From the first line to the last, write out the material verbatim.

• [GIVEN RECORDS]
━━━━━━━━━━━━━━━━
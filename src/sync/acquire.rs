//! Artifact resolution per acquisition strategy

use indexmap::IndexMap;
use tracing::{debug, info};

use crate::checksum::ChecksumListing;
use crate::error::SyncError;
use crate::manifest::{Source, Sources};
use crate::package::{Acquisition, Artifacts, PackageConfig};
use crate::release::Release;
use crate::sync::Syncer;

/// Where digests come from, decided once per package
enum Digests {
    Listing(ChecksumListing),
    Prefetch { unpack: bool },
}

struct ArtifactResolver<'a> {
    syncer: &'a Syncer,
    package: &'a PackageConfig,
    release: &'a Release,
    /// Path segment of `releases/download/<tag>/`, always `<prefix><version>`
    tag: String,
    digests: Digests,
}

impl<'a> ArtifactResolver<'a> {
    async fn prepare(
        syncer: &'a Syncer,
        package: &'a PackageConfig,
        release: &'a Release,
    ) -> Result<Self, SyncError> {
        let tag = package.version_label(&release.version);
        let digests = match &package.acquisition {
            Acquisition::BulkListing { listing } => {
                let url = syncer.releases.download_url(&package.repo, &tag, listing);
                info!("Fetching {}...", listing);
                let text = syncer.releases.fetch_text(&url).await?;
                let checksums = ChecksumListing::parse(&text);
                debug!("{} lists {} checksums", listing, checksums.len());
                Digests::Listing(checksums)
            }
            Acquisition::PerArtifactPrefetch { unpack } => Digests::Prefetch { unpack: *unpack },
        };

        Ok(Self {
            syncer,
            package,
            release,
            tag,
            digests,
        })
    }

    async fn resolve(&self, filename: &str) -> Result<Source, SyncError> {
        let (url, digest) = match &self.digests {
            Digests::Listing(checksums) => {
                let digest =
                    checksums
                        .get(filename)
                        .ok_or_else(|| SyncError::ChecksumNotFound {
                            filename: filename.to_string(),
                        })?;
                let url =
                    self.syncer
                        .releases
                        .download_url(&self.package.repo, &self.tag, filename);
                (url, digest.to_string())
            }
            Digests::Prefetch { unpack } => {
                let asset =
                    self.release
                        .asset(filename)
                        .ok_or_else(|| SyncError::AssetNotFound {
                            package: self.package.name.clone(),
                            filename: filename.to_string(),
                        })?;
                debug!("Prefetching {}", asset.download_url);
                let digest = self
                    .syncer
                    .prefetcher
                    .prefetch(&asset.download_url, *unpack)
                    .await?;
                (asset.download_url.clone(), digest)
            }
        };

        let hash = self.syncer.converter.to_sri(&digest).await?;
        Ok(Source { url, hash })
    }
}

/// Resolves URL and SRI hash for every artifact of `package` at `release`.
///
/// Fails on the first artifact that cannot be resolved.
pub(crate) async fn resolve_sources(
    syncer: &Syncer,
    package: &PackageConfig,
    release: &Release,
) -> Result<Sources, SyncError> {
    let resolver = ArtifactResolver::prepare(syncer, package, release).await?;

    match &package.artifacts {
        Artifacts::Platforms { platforms } => {
            let mut resolved = IndexMap::with_capacity(platforms.len());
            for (platform, template) in platforms {
                let filename = package.filename(template, &release.version);
                let source = resolver.resolve(&filename).await?;
                info!("  {}: {}", platform, source.hash);
                resolved.insert(*platform, source);
            }
            Ok(Sources::Platforms {
                platforms: resolved,
            })
        }
        Artifacts::Single { file } => {
            let filename = package.filename(file, &release.version);
            let source = resolver.resolve(&filename).await?;
            info!("  {}: {}", filename, source.hash);
            Ok(Sources::Single(source))
        }
    }
}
━━━━━━━━━━━━━━━━
• [WRITTEN RESPONSE]
filename src/sync/acquire.rs
//! Artifact resolution per acquisition strategy

use indexmap::IndexMap;
use tracing::{debug, info};

use crate::checksum::ChecksumListing;
use crate::error::SyncError;
use crate::manifest::{Source, Sources};
use crate::package::{Acquisition, Artifacts, PackageConfig};
use crate::release::Release;
use crate::sync::Syncer;

/// Where digests come from, decided once per package
enum Digests {
    Listing(ChecksumListing),
    Prefetch { unpack: bool },
}

struct ArtifactResolver<'a> {
    syncer: &'a Syncer,
    package: &'a PackageConfig,
    release: &'a Release,
    /// Path segment of `releases/download/<tag>/`, always `<prefix><version>`
    tag: String,
    digests: Digests,
}

impl<'a> ArtifactResolver<'a> {
    async fn prepare(
        syncer: &'a Syncer,
        package: &'a PackageConfig,
        release: &'a Release,
    ) -> Result<Self, SyncError> {
        let tag = package.version_label(&release.version);
        let digests = match &package.acquisition {
            Acquisition::BulkListing { listing } => {
                let url = syncer.releases.download_url(&package.repo, &tag, listing);
                info!("Fetching {}...", listing);
                let text = syncer.releases.fetch_text(&url).await?;
                let checksums = ChecksumListing::parse(&text);
                debug!("{} lists {} checksums", listing, checksums.len());
                Digests::Listing(checksums)
            }
            Acquisition::PerArtifactPrefetch { unpack } => Digests::Prefetch { unpack: *unpack },
        };

        Ok(Self {
            syncer,
            package,
            release,
            tag,
            digests,
        })
    }

    async fn resolve(&self, filename: &str) -> Result<Source, SyncError> {
        let (url, digest) = match &self.digests {
            Digests::Listing(checksums) => {
                let digest =
                    checksums
                        .get(filename)
                        .ok_or_else(|| SyncError::ChecksumNotFound {
                            filename: filename.to_string(),
                        })?;
                let url =
                    self.syncer
                        .releases
                        .download_url(&self.package.repo, &self.tag, filename);
                (url, digest.to_string())
            }
            Digests::Prefetch { unpack } => {
                let asset =
                    self.release
                        .asset(filename)
                        .ok_or_else(|| SyncError::AssetNotFound {
                            package: self.package.name.clone(),
                            filename: filename.to_string(),
                        })?;
                debug!("Prefetching {}", asset.download_url);
                let digest = self
                    .syncer
                    .prefetcher
                    .prefetch(&asset.download_url, *unpack)
                    .await?;
                (asset.download_url.clone(), digest)
            }
        };

        let hash = self.syncer.converter.to_sri(&digest).await?;
        Ok(Source { url, hash })
    }
}

/// Resolves URL and SRI hash for every artifact of `package` at `release`.
///
/// Fails on the first artifact that cannot be resolved.
pub(crate) async fn resolve_sources(
    syncer: &Syncer,
    package: &PackageConfig,
    release: &Release,
) -> Result<Sources, SyncError> {
    let resolver = ArtifactResolver::prepare(syncer, package, release).await?;

    match &package.artifacts {
        Artifacts::Platforms { platforms } => {
            let mut resolved = IndexMap::with_capacity(platforms.len());
            for (platform, template) in platforms {
                let filename = package.filename(template, &release.version);
                let source = resolver.resolve(&filename).await?;
                info!("  {}: {}", platform, source.hash);
                resolved.insert(*platform, source);
            }
            Ok(Sources::Platforms {
                platforms: resolved,
            })
        }
        Artifacts::Single { file } => {
            let filename = package.filename(file, &release.version);
            let source = resolver.resolve(&filename).await?;
            info!("  {}: {}", filename, source.hash);
            Ok(Sources::Single(source))
        }
    }
}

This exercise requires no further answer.